WHAT YOU WILL DO >>
Repeat the whole listing. Keep it exact.

*** Block opens ***

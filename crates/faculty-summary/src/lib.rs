//! Faculty Summary Service
//!
//! A small HTTP API that looks up academic authors through an external
//! scholarly-profile directory and returns simplified JSON summaries.
//!
//! # Features
//!
//! - **Faculty search**: resolve a free-text keyword to up to 5 candidate
//!   author names
//! - **Profile summaries**: resolve an exact name, fill the author's full
//!   profile, and project it into a bounded summary (affiliation, total
//!   citations, up to 5 publications, profile link)
//! - **Async-first**: built on Tokio and axum, stateless per request
//!
//! # Example
//!
//! ```no_run
//! use faculty_summary::{AuthorDirectoryClient, config::Config};
//!
//! #[tokio::main]
//! async fn main() -> anyhow::Result<()> {
//!     let config = Config::from_env();
//!     let client = AuthorDirectoryClient::new(config)?;
//!
//!     // Use client for directory calls
//!     Ok(())
//! }
//! ```

pub mod client;
pub mod config;
pub mod error;
pub mod models;
pub mod ops;
pub mod server;

pub use client::AuthorDirectoryClient;
pub use config::Config;
pub use error::{ClientError, OpError};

*** Block closes ***

ANSWER SECTION >>
filename crates/faculty-summary/src/lib.rs
//! Faculty Summary Service
//!
//! A small HTTP API that looks up academic authors through an external
//! scholarly-profile directory and returns simplified JSON summaries.
//!
//! # Features
//!
//! - **Faculty search**: resolve a free-text keyword to up to 5 candidate
//!   author names
//! - **Profile summaries**: resolve an exact name, fill the author's full
//!   profile, and project it into a bounded summary (affiliation, total
//!   citations, up to 5 publications, profile link)
//! - **Async-first**: built on Tokio and axum, stateless per request
//!
//! # Example
//!
//! ```no_run
//! use faculty_summary::{AuthorDirectoryClient, config::Config};
//!
//! #[tokio::main]
//! async fn main() -> anyhow::Result<()> {
//!     let config = Config::from_env();
//!     let client = AuthorDirectoryClient::new(config)?;
//!
//!     // Use client for directory calls
//!     Ok(())
//! }
//! ```

pub mod client;
pub mod config;
pub mod error;
pub mod models;
pub mod ops;
pub mod server;

pub use client::AuthorDirectoryClient;
pub use config::Config;
pub use error::{ClientError, OpError};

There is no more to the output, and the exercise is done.